- Task requirements
Work through the records that follow and return each line containing the word "InventoryError".

———

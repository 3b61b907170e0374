use axum::{
    extract::{Query, State},
    Json,
};
use serde::{Deserialize, Serialize};

use super::{ApiError, ApiResult, AppState};
use crate::{models::TeamMember, services::IdNamespace};

#[derive(Deserialize)]
pub struct NextIdQuery {
    category: String,
}

#[derive(Serialize)]
pub struct NextIdResponse {
    pub category: String,
    pub id: String,
}

#[derive(Serialize)]
pub struct MemberResponse {
    pub id: String,
    pub name: String,
}

impl From<TeamMember> for MemberResponse {
    fn from(member: TeamMember) -> Self {
        Self {
            id: member.id,
            name: member.name,
        }
    }
}

pub async fn locations(State(state): State<AppState>) -> ApiResult<Json<Vec<String>>> {
    Ok(Json(state.service.observed_locations().await?))
}

/// Preview of the id the next create in a category (or the plasmid namespace) would get.
pub async fn next_id(
    State(state): State<AppState>,
    Query(query): Query<NextIdQuery>,
) -> ApiResult<Json<NextIdResponse>> {
    let namespace = query
        .category
        .parse::<IdNamespace>()
        .map_err(ApiError::BadRequest)?;
    let code = state.service.preview_next_id(namespace).await?;
    Ok(Json(NextIdResponse {
        category: query.category,
        id: code.to_string(),
    }))
}

pub async fn members(State(state): State<AppState>) -> ApiResult<Json<Vec<MemberResponse>>> {
    let members = state
        .service
        .list_members()
        .await?
        .into_iter()
        .map(MemberResponse::from)
        .collect();
    Ok(Json(members))
}
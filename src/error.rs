use thiserror::Error;

/// Failures raised by a `DocumentStore` implementation.
#[derive(Debug, Error)]
pub enum StoreError {
    #[error("document {0} does not exist")]
    Missing(String),

    /// The patch carried an `if_revision` that no longer matches.
    #[error("document {id} is at revision {actual}, patch expected {expected}")]
    RevisionMismatch { id: String, expected: i64, actual: i64 },

    /// A unique field on create is already taken by another document of the same type.
    #[error("{doc_type}.{field} = {value} is already in use")]
    Conflict {
        doc_type: String,
        field: String,
        value: String,
    },

    #[error("malformed document: {0}")]
    Malformed(String),

    #[error("database error: {0}")]
    Database(#[from] sqlx::Error),
}

impl From<serde_json::Error> for StoreError {
    fn from(e: serde_json::Error) -> Self {
        StoreError::Malformed(e.to_string())
    }
}

/// Errors surfaced by the inventory mutation path.
#[derive(Debug, Error)]
pub enum InventoryError {
    /// Lookup by item id, barcode or member reference found nothing.
    #[error("{0} not found")]
    NotFound(String),

    /// The requested transition is not allowed for the item's current state.
    #[error("{0}")]
    InvalidPrecondition(String),

    /// Optimistic retries were exhausted against concurrent writers.
    #[error("{0} was modified concurrently, please retry")]
    Conflict(String),

    #[error("document store unavailable: {0}")]
    Upstream(#[from] StoreError),
}

impl InventoryError {
    pub fn precondition(msg: impl Into<String>) -> Self {
        InventoryError::InvalidPrecondition(msg.into())
    }
}

pub type InventoryResult<T> = Result<T, InventoryError>;

#[derive(Debug, Error)]
pub enum AssetError {
    #[error("unsupported image type '{0}'")]
    UnsupportedType(String),

    #[error("failed to store image: {0}")]
    Io(#[from] std::io::Error),
}

#[derive(Debug, Error)]
pub enum MailError {
    #[error("mail delivery failed: {0}")]
    Delivery(String),
}

#[derive(Debug, Error)]
pub enum ConfigError {
    #[error("{0} must be set")]
    Missing(&'static str),

    #[error("{name} has an invalid value: {reason}")]
    Invalid { name: &'static str, reason: String },
}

———

- Task output
pub enum InventoryError {
impl InventoryError {
        InventoryError::InvalidPrecondition(msg.into())
pub type InventoryResult<T> = Result<T, InventoryError>;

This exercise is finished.